Molecular modelling, cytotoxicity & biological investigation of novel fluorinated diphenylamine chalcone derivatives

Abstract

A unique series of 1-(3-(3,4-difluorophenyl)amino)phenyl)ethan-1-one linked fluorinated diphenylamine chalcones (A1-A7) were synthesized and characterized by NMR, IR, and MS. The compounds were studied in vitro for antibacterial and antifungal activities. In vitro studies show that the compound had significant antibacterial (MICs 25–250 µg/ml) and antifungal (MICs 250–1000 µg/ml) properties. Chemicals A1, A2, and A4 significantly inhibited all bacterial strains, whereas compounds A1, A4, and A7 inhibited fungal very marginally. Compounds A1 and A2 had a high anti-Plasmodium falciparum activity. A molecular docking investigation discovered that compounds A1 and A2 significantly bind to the active site of falcilysin. Compound A1 maintains its stability through numerous van der Waals interactions with falcilysin protein residues. Compound A2, on the other hand, shows a hydrogen bond with Asn421, the secondary amine linked to the phenyl ring. The Molecular Dynamic simulation at 100 ns to investigate the dynamic stability of protein-ligand complexes. Compounds A1 and A2 exhibited the highest binding affinity and interaction.
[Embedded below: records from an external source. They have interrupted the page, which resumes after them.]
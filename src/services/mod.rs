pub mod batch;
pub mod card;
pub mod genre;
pub mod lists;
pub mod normalize;
pub mod providers;
pub mod recommendations;
pub mod scoring;
pub mod settings;

pub use lists::{ListStore, ListWriterHandle};
pub use providers::{AllocineSource, CandidateSource};
pub use recommendations::RecommendationSelector;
According to the MD simulation results, the proposed drug maintains the molecular interaction and structural integrity with P. falciparum. In HeLa cells, the cytotoxicity of compounds A1 and A4 was examined. A1 and A4 had computed LC50 values of 19.14 µg and 21.01 µg, respectively. Both compounds are cytotoxic to HeLa cells, according to the observations above. Compounds A1 and A2 are potential lead compounds for novel drug-like molecules having antibacterial, antifungal, and antimalarial properties.